14 DAY TRIAL // Rumors that Google has been working on a way to help everyone encrypt their messages have been going on for months, but the tool is finally here, even though it needs a bit more testing before everyone can install it.
“End-to-end” offers, as the name suggests, end-to-end encryption, which means that data leaving your browser will be encrypted until the message’s intended recipient decrypts it. Similarly, encrypted messages that you receive will remain that way until you decrypt them in your browser.
That’s not to say that Gmail is not secure, but this new tool is just another way of Google providing users with a solution to be even safer when they communicate, especially considering the entire NSA scandal and the implications of having Big Brother collecting data in bulk. In fact, Google’s email service has supported HTTPS since its launch and this became the default option a while back.

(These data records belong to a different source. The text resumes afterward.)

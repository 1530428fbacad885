//! Subprocess execution with per-invocation environments.
//!
//! The [`CommandRunner`] trait decouples plot orchestration from actual
//! process spawning. Production code uses [`LocalRunner`]; configurations
//! with `dry_run` set get [`DryRunner`]; tests use recording fakes that
//! never spawn anything.
//!
//! A child's environment travels inside its [`CommandRequest`] and is
//! applied to that spawn only. The parent environment is never mutated,
//! so two runs in the same process cannot race on which variables a
//! script observes.

use std::fs::{self, File, OpenOptions};
use std::path::{Path, PathBuf};
use std::process::{Command, Stdio};
use std::time::Duration;

use anyhow::{Context, Result};
use tracing::{debug, info, instrument, warn};
use wait_timeout::ChildExt;

use crate::io::config::VizConfig;

/// A single subprocess invocation.
#[derive(Debug, Clone, PartialEq, Eq)]
pub struct CommandRequest {
    /// Program to execute (a path, or a name resolved via `PATH`).
    pub program: String,
    pub args: Vec<String>,
    /// Environment variables visible to this invocation only, on top of
    /// the inherited parent environment.
    pub env: Vec<(String, String)>,
    /// Append combined stdout/stderr to this file; inherit the parent's
    /// streams when `None`.
    pub log_path: Option<PathBuf>,
    /// Kill the child after this long; wait forever when `None`.
    pub timeout: Option<Duration>,
}

/// Exit state of a finished invocation.
#[derive(Debug, Clone, Copy, PartialEq, Eq)]
pub struct CommandStatus {
    /// Exit code (`None` if terminated by a signal or the timeout).
    pub exit_code: Option<i32>,
    pub timed_out: bool,
}

impl CommandStatus {
    pub fn success(&self) -> bool {
        self.exit_code == Some(0) && !self.timed_out
    }
}

/// Abstraction over subprocess execution backends.
pub trait CommandRunner {
    fn run(&self, request: &CommandRequest) -> Result<CommandStatus>;
}

/// Spawns the requested program on the local host.
pub struct LocalRunner;

impl CommandRunner for LocalRunner {
    #[instrument(skip_all, fields(program = %request.program))]
    fn run(&self, request: &CommandRequest) -> Result<CommandStatus> {
        let mut cmd = Command::new(&request.program);
        cmd.args(&request.args).stdin(Stdio::null());
        for (name, value) in &request.env {
            cmd.env(name, value);
        }
        if let Some(path) = &request.log_path {
            let log = open_log_append(path)?;
            let log_err = log
                .try_clone()
                .with_context(|| format!("clone log handle {}", path.display()))?;
            cmd.stdout(Stdio::from(log)).stderr(Stdio::from(log_err));
        }

        debug!(args = ?request.args, "spawning child process");
        let mut child = cmd
            .spawn()
            .with_context(|| format!("spawn {}", request.program))?;

        let status = match request.timeout {
            Some(timeout) => match child.wait_timeout(timeout).context("wait for command")? {
                Some(status) => status,
                None => {
                    warn!(
                        timeout_secs = timeout.as_secs(),
                        "command timed out, killing"
                    );
                    child.kill().context("kill command")?;
                    child.wait().context("wait command after kill")?;
                    return Ok(CommandStatus {
                        exit_code: None,
                        timed_out: true,
                    });
                }
            },
            None => child.wait().context("wait for command")?,
        };

        debug!(exit_code = ?status.code(), "command finished");
        Ok(CommandStatus {
            exit_code: status.code(),
            timed_out: false,
        })
    }
}

/// Logs each command instead of spawning it.
pub struct DryRunner;

impl CommandRunner for DryRunner {
    fn run(&self, request: &CommandRequest) -> Result<CommandStatus> {
        info!(program = %request.program, args = ?request.args, "dry run");
        Ok(CommandStatus {
            exit_code: Some(0),
            timed_out: false,
        })
    }
}

/// Pick the runner the configuration asks for.
pub fn runner_for(config: &VizConfig) -> Box<dyn CommandRunner> {
    if config.dry_run {
        Box::new(DryRunner)
    } else {
        Box::new(LocalRunner)
    }
}

fn open_log_append(path: &Path) -> Result<File> {
    if let Some(parent) = path.parent()
        && !parent.as_os_str().is_empty()
    {
        fs::create_dir_all(parent)
            .with_context(|| format!("create log dir {}", parent.display()))?;
    }
    OpenOptions::new()
        .append(true)
        .create(true)
        .open(path)
        .with_context(|| format!("open log {}", path.display()))
}
//! Pure logic: path derivation, date substitution, script environments.
//! No I/O, fully testable in isolation.

pub mod env;
pub mod paths;
pub mod template;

Of course, encryption tools like PGP and GnuPG have been around for a long time, but they’re mainly used by people who know their way around such tools, who actually possess the technical know-how, which pretty much rules out the average Internet user.
Google hopes that through “End-to-End,” the entire thing will go smoother and that everyone will be able to encrypt their emails without having to jump through hoops and read lengthy tutorials.
But before the Chrome extension is ready for use, Google has released the code that uses OpenPGP, an open standard supported by many encryption tools already on the market. The company wants to make sure that it’s as safe as it needs to be before people actually starting relying on it and it’s asking experts to take a look and find security bugs.
To that end, the Internet giant has added “End-to-End” to its Vulnerability Reward Program, which means that anyone who will locate any issues will likely be rewarded, based on the usual system that Google has set in place.
“Once we feel that the extension is ready for primetime, we’ll make it available in the Chrome Web Store, and anyone will be able to use it to send and receive end-to-end encrypted emails through their existing web-based email provider,” Google wrote.
The company is aware that this isn’t something that people will use constantly, and that it will be reserved for sensitive messages or by users who need extra protection. “But we hope that ‘End-to-End’ extension will make it quicker and easier for people to get that extra layer of security should they need it,” it added.
The regular layer of encryption used by many companies, including Google, Yahoo and others should help protect people’s privacy from bulk data collection, Cryptographer Bruce Schneier told Softpedia, but it won’t help much if the NSA chooses to target a specific person. “End-to-End” should be of more use to this end.